Every record must be copied exactly, from first line to last.

--- Records provided Enclosed Below ---

//! Cursor traits and category-dispatched traversal.

use crate::category::{BidirectionalTag, Category, ForwardTag, RandomAccessTag, Refines};

// =============================================================================
// Traits
// =============================================================================

/// A position in a sequence.
///
/// A cursor is a non-owning view: it never keeps the underlying storage alive
/// and it is not tied to a borrow. Traversal is therefore `unsafe`; callers
/// guarantee the cursor stays inside the sequence it was taken from and that
/// the sequence outlives every use.
///
/// The provided [`distance_to`](Cursor::distance_to) and
/// [`advance`](Cursor::advance) step one element at a time. Random-access
/// cursors override both with constant-time arithmetic, which is how
/// category dispatch works here.
pub trait Cursor: Clone + PartialEq {
    /// Traversal category tag.
    type Category: Category;

    /// Element type.
    type Value;

    /// Address of the current element.
    ///
    /// # Safety
    ///
    /// The cursor must be dereferenceable. Adapters such as
    /// [`Reverse`](crate::Reverse) compute the address from a neighbouring
    /// position, which only exists inside the sequence.
    unsafe fn as_ptr(&self) -> *mut Self::Value;

    /// Steps to the next element.
    ///
    /// # Safety
    ///
    /// The cursor must be dereferenceable (not at the end of its sequence).
    unsafe fn inc(&mut self);

    /// Number of increments needed to reach `last`.
    ///
    /// # Safety
    ///
    /// `last` must be reachable from `self` by repeated [`inc`](Cursor::inc),
    /// unless both are random-access.
    unsafe fn distance_to(&self, last: &Self) -> isize {
        let mut cur = self.clone();
        let mut n = 0isize;
        while cur != *last {
            unsafe { cur.inc() };
            n += 1;
        }
        n
    }

    /// Moves the cursor by `n` positions.
    ///
    /// Cursors below bidirectional only accept non-negative `n`.
    /// Bidirectional implementations must accept negative `n`; see
    /// [`advance_bidirectional`].
    ///
    /// # Safety
    ///
    /// Every intermediate position must be inside the sequence.
    unsafe fn advance(&mut self, n: isize) {
        debug_assert!(n >= 0, "negative advance on a forward-only cursor");
        for _ in 0..n {
            unsafe { self.inc() };
        }
    }
}

/// Multi-pass cursor: copies traverse independently and see the same elements.
pub trait ForwardCursor: Cursor<Category: Refines<ForwardTag>> {}

/// Cursor that can also step backwards.
pub trait BidirectionalCursor: ForwardCursor<Category: Refines<BidirectionalTag>> {
    /// Steps to the previous element.
    ///
    /// # Safety
    ///
    /// The cursor must not be at the start of its sequence.
    unsafe fn dec(&mut self);
}

/// Cursor with constant-time jumps.
pub trait RandomAccessCursor:
    BidirectionalCursor<Category: Refines<RandomAccessTag>> + PartialOrd
{
    /// Moves by `n` positions in constant time. Negative `n` moves backwards.
    ///
    /// # Safety
    ///
    /// The target must be inside the sequence or one past its end.
    unsafe fn jump(&mut self, n: isize);

    /// Returns a copy moved by `n` positions.
    ///
    /// # Safety
    ///
    /// Same as [`jump`](RandomAccessCursor::jump).
    #[inline]
    unsafe fn offset(&self, n: isize) -> Self {
        let mut c = self.clone();
        unsafe { c.jump(n) };
        c
    }

    /// Address of the element `n` positions away.
    ///
    /// # Safety
    ///
    /// Same as [`jump`](RandomAccessCursor::jump).
    #[inline]
    unsafe fn at(&self, n: isize) -> *mut Self::Value {
        unsafe { self.offset(n).as_ptr() }
    }
}

// =============================================================================
// Trait extraction
// =============================================================================

/// Associated types recovered from any cursor.
///
/// Blanket-implemented, so generic code can name `C::Pointer` or
/// `C::Difference` without knowing the concrete cursor.
pub trait CursorTraits {
    /// Category tag.
    type Category: Category;
    /// Element type.
    type Value;
    /// Element pointer.
    type Pointer;
    /// Signed distance type.
    type Difference;
}

impl<C: Cursor> CursorTraits for C {
    type Category = C::Category;
    type Value = C::Value;
    type Pointer = *mut C::Value;
    type Difference = isize;
}

// =============================================================================
// Free functions
// =============================================================================

/// Returns the category tag of `cursor`.
#[inline]
pub fn category<C: Cursor>(_cursor: &C) -> C::Category {
    C::Category::default()
}

/// Number of elements in `[first, last)`.
///
/// # Safety
///
/// See [`Cursor::distance_to`].
#[inline]
pub unsafe fn distance<C: Cursor>(first: &C, last: &C) -> isize {
    unsafe { first.distance_to(last) }
}

/// Moves `cursor` by `n`. Negative `n` requires a bidirectional cursor.
///
/// # Safety
///
/// See [`Cursor::advance`].
#[inline]
pub unsafe fn advance<C: Cursor>(cursor: &mut C, n: isize) {
    unsafe { cursor.advance(n) }
}

/// Returns `cursor` moved forward by `n`.
///
/// # Safety
///
/// See [`Cursor::advance`].
#[inline]
pub unsafe fn next<C: Cursor>(mut cursor: C, n: isize) -> C {
    unsafe { cursor.advance(n) };
    cursor
}

/// Returns `cursor` moved backward by `n`.
///
/// # Safety
///
/// See [`Cursor::advance`].
#[inline]
pub unsafe fn prev<C: BidirectionalCursor>(mut cursor: C, n: isize) -> C {
    unsafe { cursor.advance(-n) };
    cursor
}

/// Step-wise `advance` in either direction.
///
/// Bidirectional cursors without constant-time jumps call this from their
/// [`Cursor::advance`] implementation.
///
/// # Safety
///
/// See [`Cursor::advance`].
pub unsafe fn advance_bidirectional<C: BidirectionalCursor>(cursor: &mut C, n: isize) {
    if n >= 0 {
        for _ in 0..n {
            unsafe { cursor.inc() };
        }
    } else {
        for _ in 0..n.unsigned_abs() {
            unsafe { cursor.dec() };
        }
    }
}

--- End of Enclosed Records provided ---

* Answer box:
//! Cursor traits and category-dispatched traversal.

use crate::category::{BidirectionalTag, Category, ForwardTag, RandomAccessTag, Refines};

// =============================================================================
// Traits
// =============================================================================

/// A position in a sequence.
///
/// A cursor is a non-owning view: it never keeps the underlying storage alive
/// and it is not tied to a borrow. Traversal is therefore `unsafe`; callers
/// guarantee the cursor stays inside the sequence it was taken from and that
/// the sequence outlives every use.
///
/// The provided [`distance_to`](Cursor::distance_to) and
/// [`advance`](Cursor::advance) step one element at a time. Random-access
/// cursors override both with constant-time arithmetic, which is how
/// category dispatch works here.
pub trait Cursor: Clone + PartialEq {
    /// Traversal category tag.
    type Category: Category;

    /// Element type.
    type Value;

    /// Address of the current element.
    ///
    /// # Safety
    ///
    /// The cursor must be dereferenceable. Adapters such as
    /// [`Reverse`](crate::Reverse) compute the address from a neighbouring
    /// position, which only exists inside the sequence.
    unsafe fn as_ptr(&self) -> *mut Self::Value;

    /// Steps to the next element.
    ///
    /// # Safety
    ///
    /// The cursor must be dereferenceable (not at the end of its sequence).
    unsafe fn inc(&mut self);

    /// Number of increments needed to reach `last`.
    ///
    /// # Safety
    ///
    /// `last` must be reachable from `self` by repeated [`inc`](Cursor::inc),
    /// unless both are random-access.
    unsafe fn distance_to(&self, last: &Self) -> isize {
        let mut cur = self.clone();
        let mut n = 0isize;
        while cur != *last {
            unsafe { cur.inc() };
            n += 1;
        }
        n
    }

    /// Moves the cursor by `n` positions.
    ///
    /// Cursors below bidirectional only accept non-negative `n`.
    /// Bidirectional implementations must accept negative `n`; see
    /// [`advance_bidirectional`].
    ///
    /// # Safety
    ///
    /// Every intermediate position must be inside the sequence.
    unsafe fn advance(&mut self, n: isize) {
        debug_assert!(n >= 0, "negative advance on a forward-only cursor");
        for _ in 0..n {
            unsafe { self.inc() };
        }
    }
}

/// Multi-pass cursor: copies traverse independently and see the same elements.
pub trait ForwardCursor: Cursor<Category: Refines<ForwardTag>> {}

/// Cursor that can also step backwards.
pub trait BidirectionalCursor: ForwardCursor<Category: Refines<BidirectionalTag>> {
    /// Steps to the previous element.
    ///
    /// # Safety
    ///
    /// The cursor must not be at the start of its sequence.
    unsafe fn dec(&mut self);
}

/// Cursor with constant-time jumps.
pub trait RandomAccessCursor:
    BidirectionalCursor<Category: Refines<RandomAccessTag>> + PartialOrd
{
    /// Moves by `n` positions in constant time. Negative `n` moves backwards.
    ///
    /// # Safety
    ///
    /// The target must be inside the sequence or one past its end.
    unsafe fn jump(&mut self, n: isize);

    /// Returns a copy moved by `n` positions.
    ///
    /// # Safety
    ///
    /// Same as [`jump`](RandomAccessCursor::jump).
    #[inline]
    unsafe fn offset(&self, n: isize) -> Self {
        let mut c = self.clone();
        unsafe { c.jump(n) };
        c
    }

    /// Address of the element `n` positions away.
    ///
    /// # Safety
    ///
    /// Same as [`jump`](RandomAccessCursor::jump).
    #[inline]
    unsafe fn at(&self, n: isize) -> *mut Self::Value {
        unsafe { self.offset(n).as_ptr() }
    }
}

// =============================================================================
// Trait extraction
// =============================================================================

/// Associated types recovered from any cursor.
///
/// Blanket-implemented, so generic code can name `C::Pointer` or
/// `C::Difference` without knowing the concrete cursor.
pub trait CursorTraits {
    /// Category tag.
    type Category: Category;
    /// Element type.
    type Value;
    /// Element pointer.
    type Pointer;
    /// Signed distance type.
    type Difference;
}

impl<C: Cursor> CursorTraits for C {
    type Category = C::Category;
    type Value = C::Value;
    type Pointer = *mut C::Value;
    type Difference = isize;
}

// =============================================================================
// Free functions
// =============================================================================

/// Returns the category tag of `cursor`.
#[inline]
pub fn category<C: Cursor>(_cursor: &C) -> C::Category {
    C::Category::default()
}

/// Number of elements in `[first, last)`.
///
/// # Safety
///
/// See [`Cursor::distance_to`].
#[inline]
pub unsafe fn distance<C: Cursor>(first: &C, last: &C) -> isize {
    unsafe { first.distance_to(last) }
}

/// Moves `cursor` by `n`. Negative `n` requires a bidirectional cursor.
///
/// # Safety
///
/// See [`Cursor::advance`].
#[inline]
pub unsafe fn advance<C: Cursor>(cursor: &mut C, n: isize) {
    unsafe { cursor.advance(n) }
}

/// Returns `cursor` moved forward by `n`.
///
/// # Safety
///
/// See [`Cursor::advance`].
#[inline]
pub unsafe fn next<C: Cursor>(mut cursor: C, n: isize) -> C {
    unsafe { cursor.advance(n) };
    cursor
}

/// Returns `cursor` moved backward by `n`.
///
/// # Safety
///
/// See [`Cursor::advance`].
#[inline]
pub unsafe fn prev<C: BidirectionalCursor>(mut cursor: C, n: isize) -> C {
    unsafe { cursor.advance(-n) };
    cursor
}

/// Step-wise `advance` in either direction.
///
/// Bidirectional cursors without constant-time jumps call this from their
/// [`Cursor::advance`] implementation.
///
/// # Safety
///
/// See [`Cursor::advance`].
pub unsafe fn advance_bidirectional<C: BidirectionalCursor>(cursor: &mut C, n: isize) {
    if n >= 0 {
        for _ in 0..n {
            unsafe { cursor.inc() };
        }
    } else {
        for _ in 0..n.unsigned_abs() {
            unsafe { cursor.dec() };
        }
    }
}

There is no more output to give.